Stored items:
^^^^^^^^
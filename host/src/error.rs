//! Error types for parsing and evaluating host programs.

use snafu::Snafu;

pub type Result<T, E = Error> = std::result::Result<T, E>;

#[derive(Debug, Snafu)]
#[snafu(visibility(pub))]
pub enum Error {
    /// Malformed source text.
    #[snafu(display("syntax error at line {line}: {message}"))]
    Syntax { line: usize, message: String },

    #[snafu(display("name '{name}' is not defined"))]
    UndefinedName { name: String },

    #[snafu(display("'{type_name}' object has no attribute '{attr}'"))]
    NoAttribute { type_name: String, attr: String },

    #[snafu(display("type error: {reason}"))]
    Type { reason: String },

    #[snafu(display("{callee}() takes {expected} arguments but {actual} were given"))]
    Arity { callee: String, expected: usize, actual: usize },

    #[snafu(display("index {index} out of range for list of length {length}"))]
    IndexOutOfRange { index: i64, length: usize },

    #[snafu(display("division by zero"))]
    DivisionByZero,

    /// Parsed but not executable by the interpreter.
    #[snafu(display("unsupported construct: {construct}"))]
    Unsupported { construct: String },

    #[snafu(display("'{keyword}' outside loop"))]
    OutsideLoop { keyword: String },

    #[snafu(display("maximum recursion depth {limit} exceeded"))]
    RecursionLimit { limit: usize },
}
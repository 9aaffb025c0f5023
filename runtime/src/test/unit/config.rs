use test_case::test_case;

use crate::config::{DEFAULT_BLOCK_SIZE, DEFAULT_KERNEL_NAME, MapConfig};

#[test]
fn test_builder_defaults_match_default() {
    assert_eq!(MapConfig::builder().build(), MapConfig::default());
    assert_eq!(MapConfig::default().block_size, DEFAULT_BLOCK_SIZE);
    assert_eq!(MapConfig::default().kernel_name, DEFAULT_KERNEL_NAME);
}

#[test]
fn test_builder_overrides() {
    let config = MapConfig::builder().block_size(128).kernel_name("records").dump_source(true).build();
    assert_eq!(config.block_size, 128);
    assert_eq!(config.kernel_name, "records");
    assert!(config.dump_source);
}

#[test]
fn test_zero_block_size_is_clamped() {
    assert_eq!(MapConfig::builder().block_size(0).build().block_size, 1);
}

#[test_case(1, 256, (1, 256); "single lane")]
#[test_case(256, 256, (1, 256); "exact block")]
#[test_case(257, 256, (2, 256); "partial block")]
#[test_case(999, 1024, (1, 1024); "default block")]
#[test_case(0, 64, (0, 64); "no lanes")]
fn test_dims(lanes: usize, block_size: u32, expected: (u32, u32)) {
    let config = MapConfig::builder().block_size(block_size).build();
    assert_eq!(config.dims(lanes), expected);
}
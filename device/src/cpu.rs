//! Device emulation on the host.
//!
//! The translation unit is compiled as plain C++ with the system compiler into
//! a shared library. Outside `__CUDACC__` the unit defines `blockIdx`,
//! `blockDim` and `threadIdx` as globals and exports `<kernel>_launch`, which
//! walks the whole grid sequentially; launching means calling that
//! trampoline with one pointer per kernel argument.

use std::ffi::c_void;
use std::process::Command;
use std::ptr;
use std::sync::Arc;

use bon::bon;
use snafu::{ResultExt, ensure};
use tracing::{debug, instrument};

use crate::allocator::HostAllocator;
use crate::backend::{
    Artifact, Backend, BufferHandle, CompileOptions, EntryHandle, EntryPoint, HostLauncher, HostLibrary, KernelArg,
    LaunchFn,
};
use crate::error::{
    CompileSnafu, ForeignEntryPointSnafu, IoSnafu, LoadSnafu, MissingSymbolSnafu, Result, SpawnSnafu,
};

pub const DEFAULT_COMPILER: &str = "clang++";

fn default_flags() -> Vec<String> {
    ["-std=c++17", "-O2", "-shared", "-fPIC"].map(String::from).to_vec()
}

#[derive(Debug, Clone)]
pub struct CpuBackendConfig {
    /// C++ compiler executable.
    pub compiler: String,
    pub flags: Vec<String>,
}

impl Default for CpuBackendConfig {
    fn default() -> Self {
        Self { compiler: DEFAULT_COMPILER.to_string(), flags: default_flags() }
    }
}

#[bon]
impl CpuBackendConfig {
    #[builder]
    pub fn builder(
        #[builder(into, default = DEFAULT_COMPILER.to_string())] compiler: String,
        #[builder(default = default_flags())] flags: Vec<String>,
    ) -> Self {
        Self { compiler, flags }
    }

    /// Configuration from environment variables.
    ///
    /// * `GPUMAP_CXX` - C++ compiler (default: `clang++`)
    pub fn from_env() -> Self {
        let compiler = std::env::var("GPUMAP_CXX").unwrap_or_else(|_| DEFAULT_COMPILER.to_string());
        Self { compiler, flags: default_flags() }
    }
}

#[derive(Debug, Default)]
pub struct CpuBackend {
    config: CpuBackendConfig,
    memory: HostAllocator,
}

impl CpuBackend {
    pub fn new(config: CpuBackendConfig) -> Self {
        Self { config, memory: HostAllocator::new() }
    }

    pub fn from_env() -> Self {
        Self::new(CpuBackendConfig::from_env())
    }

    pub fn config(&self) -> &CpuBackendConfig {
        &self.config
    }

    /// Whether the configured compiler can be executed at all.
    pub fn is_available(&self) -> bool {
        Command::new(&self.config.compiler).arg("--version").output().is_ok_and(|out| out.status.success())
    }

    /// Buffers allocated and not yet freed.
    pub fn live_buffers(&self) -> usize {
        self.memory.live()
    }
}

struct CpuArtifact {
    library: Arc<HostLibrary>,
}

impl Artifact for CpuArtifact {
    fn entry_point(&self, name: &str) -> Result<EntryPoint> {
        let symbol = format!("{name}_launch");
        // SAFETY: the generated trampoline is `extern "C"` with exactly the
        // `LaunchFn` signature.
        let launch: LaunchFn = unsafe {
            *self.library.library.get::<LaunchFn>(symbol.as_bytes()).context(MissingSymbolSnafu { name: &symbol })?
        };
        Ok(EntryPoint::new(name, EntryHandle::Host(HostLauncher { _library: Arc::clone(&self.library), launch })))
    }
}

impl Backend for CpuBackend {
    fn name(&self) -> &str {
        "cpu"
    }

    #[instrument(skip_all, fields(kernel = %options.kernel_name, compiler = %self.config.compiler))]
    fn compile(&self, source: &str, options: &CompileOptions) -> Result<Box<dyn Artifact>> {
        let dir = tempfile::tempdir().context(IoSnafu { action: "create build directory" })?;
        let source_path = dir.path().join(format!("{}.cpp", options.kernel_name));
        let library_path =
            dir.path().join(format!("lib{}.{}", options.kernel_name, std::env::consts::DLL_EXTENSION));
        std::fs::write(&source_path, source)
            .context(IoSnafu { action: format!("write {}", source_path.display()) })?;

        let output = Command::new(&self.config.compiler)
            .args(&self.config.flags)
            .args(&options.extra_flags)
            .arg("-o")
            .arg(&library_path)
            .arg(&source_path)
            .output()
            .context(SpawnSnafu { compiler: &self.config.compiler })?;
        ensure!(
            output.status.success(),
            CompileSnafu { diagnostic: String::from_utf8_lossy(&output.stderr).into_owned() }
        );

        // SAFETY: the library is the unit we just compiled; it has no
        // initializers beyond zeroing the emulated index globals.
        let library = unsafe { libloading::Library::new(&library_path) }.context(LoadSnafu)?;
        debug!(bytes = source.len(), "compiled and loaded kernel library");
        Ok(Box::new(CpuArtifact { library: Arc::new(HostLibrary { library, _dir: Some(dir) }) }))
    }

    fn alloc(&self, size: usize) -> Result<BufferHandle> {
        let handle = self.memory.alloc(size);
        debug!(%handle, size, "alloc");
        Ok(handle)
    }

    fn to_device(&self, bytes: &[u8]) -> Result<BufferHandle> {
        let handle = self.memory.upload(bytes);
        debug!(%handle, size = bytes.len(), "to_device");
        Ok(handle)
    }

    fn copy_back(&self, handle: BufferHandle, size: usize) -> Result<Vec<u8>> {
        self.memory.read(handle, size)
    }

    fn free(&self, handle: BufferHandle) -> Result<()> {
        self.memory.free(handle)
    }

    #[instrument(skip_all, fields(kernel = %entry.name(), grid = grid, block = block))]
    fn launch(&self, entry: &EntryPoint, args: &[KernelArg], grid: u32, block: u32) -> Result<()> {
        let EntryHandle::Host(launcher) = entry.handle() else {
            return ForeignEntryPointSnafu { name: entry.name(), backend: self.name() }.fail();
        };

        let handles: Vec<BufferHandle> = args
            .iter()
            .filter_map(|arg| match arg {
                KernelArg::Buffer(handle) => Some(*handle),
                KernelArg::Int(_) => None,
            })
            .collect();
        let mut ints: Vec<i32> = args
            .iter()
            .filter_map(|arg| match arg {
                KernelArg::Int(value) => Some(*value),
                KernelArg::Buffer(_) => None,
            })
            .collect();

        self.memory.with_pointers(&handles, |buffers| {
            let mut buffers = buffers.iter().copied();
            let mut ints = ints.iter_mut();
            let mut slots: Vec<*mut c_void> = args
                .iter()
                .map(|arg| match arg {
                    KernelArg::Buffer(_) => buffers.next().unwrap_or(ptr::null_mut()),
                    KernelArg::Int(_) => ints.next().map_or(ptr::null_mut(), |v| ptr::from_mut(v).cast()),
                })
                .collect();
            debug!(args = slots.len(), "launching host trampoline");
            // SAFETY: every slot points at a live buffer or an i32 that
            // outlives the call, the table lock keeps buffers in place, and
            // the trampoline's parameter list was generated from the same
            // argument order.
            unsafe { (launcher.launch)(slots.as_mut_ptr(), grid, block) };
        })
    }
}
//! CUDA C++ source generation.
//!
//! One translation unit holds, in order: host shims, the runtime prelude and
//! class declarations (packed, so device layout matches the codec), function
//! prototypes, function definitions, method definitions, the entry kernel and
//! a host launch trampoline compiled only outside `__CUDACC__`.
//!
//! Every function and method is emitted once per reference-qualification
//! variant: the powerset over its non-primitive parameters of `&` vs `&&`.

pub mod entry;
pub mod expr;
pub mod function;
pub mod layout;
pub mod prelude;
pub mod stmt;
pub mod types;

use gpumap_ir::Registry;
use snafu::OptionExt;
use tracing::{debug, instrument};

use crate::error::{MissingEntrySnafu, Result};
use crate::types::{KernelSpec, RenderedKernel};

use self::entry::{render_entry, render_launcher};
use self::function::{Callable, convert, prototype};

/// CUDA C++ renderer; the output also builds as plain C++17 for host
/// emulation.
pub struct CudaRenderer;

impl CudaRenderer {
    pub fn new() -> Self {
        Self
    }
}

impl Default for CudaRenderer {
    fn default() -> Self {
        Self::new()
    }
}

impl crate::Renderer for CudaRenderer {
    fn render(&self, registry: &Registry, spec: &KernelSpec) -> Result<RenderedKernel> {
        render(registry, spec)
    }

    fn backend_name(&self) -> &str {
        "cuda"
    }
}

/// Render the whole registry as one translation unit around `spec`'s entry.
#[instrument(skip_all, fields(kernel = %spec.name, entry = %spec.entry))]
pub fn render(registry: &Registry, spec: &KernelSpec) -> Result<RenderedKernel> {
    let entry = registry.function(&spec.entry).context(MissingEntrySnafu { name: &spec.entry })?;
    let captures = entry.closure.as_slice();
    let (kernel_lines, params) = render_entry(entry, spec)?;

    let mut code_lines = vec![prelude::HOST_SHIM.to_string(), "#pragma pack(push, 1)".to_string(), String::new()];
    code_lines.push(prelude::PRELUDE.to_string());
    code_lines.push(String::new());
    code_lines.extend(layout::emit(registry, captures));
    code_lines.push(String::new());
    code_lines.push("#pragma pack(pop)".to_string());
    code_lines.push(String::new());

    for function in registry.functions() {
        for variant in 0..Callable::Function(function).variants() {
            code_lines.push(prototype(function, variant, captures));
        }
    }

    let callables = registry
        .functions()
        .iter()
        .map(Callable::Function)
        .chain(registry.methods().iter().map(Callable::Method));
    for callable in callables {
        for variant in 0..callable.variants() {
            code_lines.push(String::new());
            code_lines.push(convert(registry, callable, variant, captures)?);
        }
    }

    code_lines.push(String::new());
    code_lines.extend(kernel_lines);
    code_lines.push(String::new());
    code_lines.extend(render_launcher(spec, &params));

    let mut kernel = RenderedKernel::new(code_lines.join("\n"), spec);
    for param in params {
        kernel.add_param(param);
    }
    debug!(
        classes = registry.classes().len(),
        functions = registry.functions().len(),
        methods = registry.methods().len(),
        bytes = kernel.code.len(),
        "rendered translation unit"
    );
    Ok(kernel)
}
^^^^^^^^
Assignment: Gather from the data above every line with the string "CompileOptions".

Solution for this exercise:
    Artifact, Backend, BufferHandle, CompileOptions, EntryHandle, EntryPoint, HostLauncher, HostLibrary, KernelArg,
    fn compile(&self, source: &str, options: &CompileOptions) -> Result<Box<dyn Artifact>> {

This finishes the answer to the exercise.